Isolepis platycarpa

Scientific classification
- Kingdom: Plantae
- Clade: Tracheophytes
- Clade: Angiosperms
- Clade: Monocots
- Clade: Commelinids
- Order: Poales
- Family: Cyperaceae
- Genus: Isolepis
- Species: I. platycarpa
- Binomial name: Isolepis platycarpa Jiří Soják (1980)

= Isolepis platycarpa =

- Genus: Isolepis
- Species: platycarpa
- Authority: Jiří Soják (1980)

Species of grass-like plant

Isolepis platycarpa is a small, tufted sedge species endemic to native to Australia. It belongs to the Cyperaceae family and is most commonly found coastally in Victoria and Tasmania. This rare plant is most commonly referred to as the flat-fruit club-rush.

==Description==
Isolepis platycarpa is a short, tufted plant reaching 20 cm in height. It’s semi-erect stems are long and thread-like, showing a green colour arising from a brown base. Its leaves are very small (1.5 cm) and have a blade shape.

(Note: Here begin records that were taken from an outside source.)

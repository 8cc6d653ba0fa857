use std::collections::BTreeMap;

use chrono::{DateTime, Utc};
use serde::{Deserialize, Serialize};
use serde_json::Value;

use crate::dispatch::types::{FunctionTarget, InvocationOptions};

pub const TASK_CATEGORY: &str = "task";
pub const NOT_BEFORE_HEADER: &str = "fx-task-not-before";
pub const TASK_ID_HEADER: &str = "fx-task-id";
pub const TASK_ROUTE_HEADER: &str = "fx-task-route";
pub const TASK_SCHEDULED_AT_HEADER: &str = "fx-task-scheduled-at";

pub const STATUS_TTL_SECONDS: i64 = 24 * 60 * 60;
pub const MAX_QUEUE_DELAY_SECONDS: u32 = 900;
pub const MAX_NOT_BEFORE_AHEAD_SECONDS: i64 = 24 * 60 * 60;
pub const DEFAULT_MAX_RUNNING: u32 = 10;

pub const FIFO_MESSAGE_TYPE: &str = "task";
pub const DELAYED_MESSAGE_TYPE: &str = "delayed-task";

#[derive(Debug, Clone, Copy, PartialEq, Eq, PartialOrd, Ord, Hash, Serialize, Deserialize)]
#[serde(rename_all = "lowercase")]
pub enum TaskState {
    Pending,
    Running,
    Success,
    Failed,
}

impl TaskState {
    #[must_use]
    pub fn as_str(self) -> &'static str {
        match self {
            Self::Pending => "pending",
            Self::Running => "running",
            Self::Success => "success",
            Self::Failed => "failed",
        }
    }
}

/// The persisted status record of one task.
#[derive(Debug, Clone, PartialEq, Serialize, Deserialize)]
#[serde(rename_all = "camelCase")]
pub struct TaskStatus {
    #[serde(flatten)]
    pub target: FunctionTarget,
    pub task_id: String,
    pub status: TaskState,
    #[serde(default)]
    pub transitions: BTreeMap<TaskState, DateTime<Utc>>,
    #[serde(default, skip_serializing_if = "Option::is_none")]
    pub not_before: Option<DateTime<Utc>>,
    #[serde(default, skip_serializing_if = "Option::is_none")]
    pub error: Option<Value>,
    #[serde(default, skip_serializing_if = "Option::is_none")]
    pub output: Option<Value>,
}

/// Fields a writer contributes; `None` keeps whatever was stored before.
#[derive(Debug, Clone, PartialEq)]
pub struct TaskStatusUpdate {
    pub target: FunctionTarget,
    pub task_id: String,
    pub status: TaskState,
    pub not_before: Option<DateTime<Utc>>,
    pub error: Option<Value>,
    pub output: Option<Value>,
}

impl TaskStatusUpdate {
    #[must_use]
    pub fn new(target: FunctionTarget, task_id: impl Into<String>, status: TaskState) -> Self {
        Self {
            target,
            task_id: task_id.into(),
            status,
            not_before: None,
            error: None,
            output: None,
        }
    }
}

#[derive(Debug, Clone, PartialEq, Eq, Serialize, Deserialize)]
#[serde(rename_all = "camelCase")]
pub struct QueueConfiguration {
    pub url: String,
    pub delayed_url: String,
}

#[derive(Debug, Clone, PartialEq, Eq, Serialize, Deserialize)]
#[serde(rename_all = "camelCase")]
pub struct TaskConfiguration {
    #[serde(default, skip_serializing_if = "Option::is_none")]
    pub max_running: Option<u32>,
    #[serde(default, skip_serializing_if = "Option::is_none")]
    pub max_pending: Option<u32>,
    pub queue: QueueConfiguration,
}

#[derive(Debug, Clone, PartialEq, Serialize, Deserialize)]
#[serde(rename_all = "camelCase")]
pub struct Task {
    pub task_id: String,
    pub scheduled_at: DateTime<Utc>,
    pub matching_route_path: String,
    pub ctx: InvocationOptions,
}

/// Queue message body: the task plus the kind of queue it was routed to.
#[derive(Debug, Serialize)]
pub struct TaskMessage<'a> {
    #[serde(flatten)]
    pub task: &'a Task,
    #[serde(rename = "type")]
    pub kind: &'static str,
}

#[derive(Debug, Clone, Copy, Default, PartialEq, Eq, Serialize, Deserialize)]
#[serde(rename_all = "camelCase")]
pub struct TaskStatistics {
    pub available_count: u64,
    pub delayed_count: u64,
    pub pending_count: u64,
}
impl InvocationDispatcher {
    pub fn new(
        functions: Arc<dyn FunctionRegistry>,
        permissions: Arc<PermissionResolver>,
        scheduler: Arc<TaskScheduler>,
        compute: Arc<dyn ComputeBackend>,
        redirect: Arc<RedirectClient>,
        analytics: Arc<dyn AnalyticsSink>,
        settings: DispatcherSettings,
    ) -> Self {
        Self {
            functions,
            permissions,
            scheduler,
            compute,
            redirect,
            analytics,
            settings,
        }
    }

    /// Runs one invocation and reports the outcome. Usage counting and the
    /// analytics event are spawned and never delay the caller.
    pub async fn dispatch(&self, request: InvocationRequest) -> DispatchReport {
        let started = Utc::now();
        let result = self.run(&request).await;
        self.finish(&request, result, started)
    }

    /// Reports a request refused before it reached any execution strategy.
    /// It is counted and recorded like every other dispatch.
    pub fn reject(&self, request: &InvocationRequest, error: InvocationError) -> DispatchReport {
        self.finish(request, Err(error), Utc::now())
    }

    fn finish(
        &self,
        request: &InvocationRequest,
        result: Result<DispatchOutcome, InvocationError>,
        started: DateTime<Utc>,
    ) -> DispatchReport {
        let trace =
            TraceContext::continue_from(request.headers.get(TRACE_HEADER).map(String::as_str));
        let report = DispatchReport { result, trace };

        match &report.result {
            Ok(outcome) => info!(
                account_id = %request.target.account_id,
                function_id = %request.target.function_id,
                status = outcome.status_code(),
                source = outcome.source().as_str(),
                "dispatch completed"
            ),
            Err(failure) if failure.source() == ResponseSource::Proxy && failure.status() >= 500 => {
                error!(
                    reason_code = %failure.code(),
                    account_id = %request.target.account_id,
                    function_id = %request.target.function_id,
                    error = %failure,
                    "dispatch failed"
                );
            }
            Err(failure) => warn!(
                reason_code = %failure.code(),
                account_id = %request.target.account_id,
                function_id = %request.target.function_id,
                status = failure.status(),
                source = failure.source().as_str(),
                "dispatch failed"
            ),
        }

        self.emit(request, &report, started);
        report
    }

    fn emit(&self, request: &InvocationRequest, report: &DispatchReport, started: DateTime<Utc>) {
        let (metrics, logs) = match &report.result {
            Ok(DispatchOutcome::Direct { metrics, logs, .. })
            | Err(InvocationError::FunctionFailed { metrics, logs, .. }) => {
                (*metrics, logs.clone())
            }
            _ => Default::default(),
        };
        let error = report.result.as_ref().err().map(|failure| {
            failure
                .detail()
                .unwrap_or_else(|| json!({"code": failure.code(), "message": failure.to_string()}))
        });
        let event = DispatchEvent {
            request_id: request.request_id.clone(),
            trace_id: report.trace.trace_id.clone(),
            parent_span_id: report.trace.parent_span_id.clone(),
            span_id: report.trace.span_id.clone(),
            start_time: started,
            end_time: Utc::now(),
            request: RequestSummary {
                method: request.method.clone(),
                url: request.url.clone(),
            },
            status_code: report.status_code(),
            target: request.target.clone(),
            source: report.source(),
            error,
            metrics,
            logs,
        };
        let key = ExecutionKey::from(&request.target);
        let analytics = self.analytics.clone();
        tokio::spawn(async move {
            analytics.count_execution(key).await;
            analytics.dispatch_event(event).await;
        });
    }

    async fn run(&self, request: &InvocationRequest) -> Result<DispatchOutcome, InvocationError> {
        let target = &request.target;
        let summary = self
            .functions
            .get_summary(target)
            .await?
            .ok_or_else(|| InvocationError::FunctionNotFound(target.clone()))?;
        let route = summary.match_route(&request.path);

        let caller = self.authorize(request, &summary).await?;
        let options = self.build_options(request, &summary, caller.as_ref());

        let task_route = route
            .filter(|_| request.method.eq_ignore_ascii_case("POST"))
            .and_then(|route| route.task.as_ref().map(|config| (route, config)));
        if let Some((route, config)) = task_route {
            return self.schedule(route, config, options).await;
        }

        let payload = serde_json::to_value(&options)
            .map_err(|error| InvocationError::InvalidPayload(error.to_string()))?;
        match summary.redirect_url.as_deref() {
            Some(redirect_url) => {
                let timeout = Duration::from_secs(summary.compute_timeout_seconds);
                let redirected = self
                    .redirect
                    .invoke(redirect_url, &request.url, &payload, timeout)
                    .await?;
                Ok(DispatchOutcome::Redirect {
                    response: function_response(&redirected.payload)?,
                    duration_ms: redirected.duration_ms,
                })
            }
            None => self.invoke_direct(target, &summary, &payload).await,
        }
    }

    /// Applies the function's authentication mode, then every authorization
    /// template, each check audited.
    async fn authorize(
        &self,
        request: &InvocationRequest,
        summary: &FunctionSummary,
    ) -> Result<Option<(ResolvedAgent, String)>, InvocationError> {
        let target = &request.target;
        let header = request.headers.get("authorization").map(String::as_str);
        let caller = match (summary.security.authentication, header) {
            (Authentication::None, _) | (Authentication::Optional, None) => None,
            (_, header) => {
                let token = PermissionResolver::extract_bearer_token(header)?;
                let agent = self
                    .permissions
                    .resolve(&target.account_id, token, false)
                    .await?;
                Some((agent, token.to_string()))
            }
        };

        if summary.security.authorization.is_empty() {
            return Ok(caller);
        }
        let Some((agent, _)) = caller.as_ref() else {
            return Err(PermissionError::MissingCredential.into());
        };
        for entry in &summary.security.authorization {
            agent
                .ensure_authorized(
                    &target.render_template(&entry.action),
                    &target.render_template(&entry.resource),
                )
                .await?;
        }
        Ok(caller)
    }

    fn build_options(
        &self,
        request: &InvocationRequest,
        summary: &FunctionSummary,
        caller: Option<&(ResolvedAgent, String)>,
    ) -> InvocationOptions {
        let caller = caller.map_or_else(CallerContext::default, |(agent, token)| CallerContext {
            permissions: Some(agent.access().clone()),
            caller_access_token: Some(token.clone()),
        });
        InvocationOptions {
            target: request.target.clone(),
            path: request.path.clone(),
            method: request.method.clone(),
            body: request.body.clone(),
            headers: request.headers.clone(),
            query: request.query.clone(),
            platform: PlatformContext {
                function_access_token: summary.function_access_token.clone(),
                endpoint: self.settings.public_base_url.clone(),
            },
            caller,
        }
    }

    async fn schedule(
        &self,
        route: &RouteDescriptor,
        config: &TaskConfiguration,
        mut options: InvocationOptions,
    ) -> Result<DispatchOutcome, InvocationError> {
        let scheduled_at = Utc::now();
        check_not_before(&options.headers, scheduled_at)?;
        self.scheduler.admit(config).await?;

        let task_id = create_task_id();
        options
            .headers
            .insert(TASK_ID_HEADER.to_string(), task_id.clone());
        options
            .headers
            .insert(TASK_ROUTE_HEADER.to_string(), route.path.clone());
        options.headers.insert(
            TASK_SCHEDULED_AT_HEADER.to_string(),
            scheduled_at.timestamp_millis().to_string(),
        );
        let location = format!(
            "{}{}/task/{task_id}",
            self.settings.public_base_url,
            options.target.api_path()
        );
        let task = Task {
            task_id,
            scheduled_at,
            matching_route_path: route.path.clone(),
            ctx: options,
        };
        let status = self.scheduler.schedule(config, &task).await?;
        Ok(DispatchOutcome::Task { status, location })
    }

    async fn invoke_direct(
        &self,
        target: &FunctionTarget,
        summary: &FunctionSummary,
        payload: &Value,
    ) -> Result<DispatchOutcome, InvocationError> {
        let invocation = self.compute.invoke(&target.compute_name(), payload).await?;
        let collect = summary.persist_logs || !self.settings.realtime_logs_enabled;
        let tail = invocation
            .log_result
            .as_deref()
            .map(|encoded| parse_tail_log(encoded, collect))
            .unwrap_or_default();

        let body = if invocation.payload.is_empty() {
            Value::Null
        } else {
            serde_json::from_slice(&invocation.payload)
                .map_err(|error| InvocationError::InvalidPayload(error.to_string()))?
        };
        if invocation.function_error.is_some() {
            return Err(function_failure(&body, tail));
        }
        let TailLog { lines, metrics } = tail;
        Ok(DispatchOutcome::Direct {
            response: function_response(&body)?,
            logs: lines,
            metrics,
        })
    }
}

Its flowering months are in Australian summer (September to March) in which it produces spikelets as well as nuts as its fruit. 1-2 spikelets about 2-5 mm long occur at the ends of the inflorescent stems, protruding from the stem at about a 45° angle. The spikelet itself has an off-white colour with a reddish tinge. Beneath the spikelets, lower bracts are spirally arranged. These bracts appear brown and have a rounded tips.
The nuts are small (0.5-0.8 mm) and rounded with a distinct obovate shape, appearing either dark brown or black. These nuts are commonly dispersed by animals or abiotic mechanisms such as rain and high winds. I. platycarpa can be distinguished from its relative Isolepis cernua by its nuts. The nuts of I. cernua are smaller, rounder in shape, darker in colour, and with more visible and extensive veins.

==Habitat and distribution==
Isolepis platycarpa occurs in much of the coastal regions of southeast Australia and ventures quite far inland. It is particularly abundant in Victoria but spreads across borders into New South Wales and South Australia. It is also commonly found in Tasmania, predominantly in the east and south-east, as well as occasionally being observed in the very southern tip of Western Australia below Perth. It is a widespread and versatile plant but generally requires moist growing conditions and partial to full shade. As such, Isolepis platycarpa is often found in swamp scrubs but is also found in moist soils in non-wetland areas.

Commonly co-occurring species include Schoenus nitens, Isolepis cernua, and Centrolepis strigose. These species are most commonly found together in moist herbfields and marginal wetlands.

==Conservation==
Isolepis platycarpa is considered a rare native nationally and has a “significant” conservation status within the Yarra Ranges in Victoria.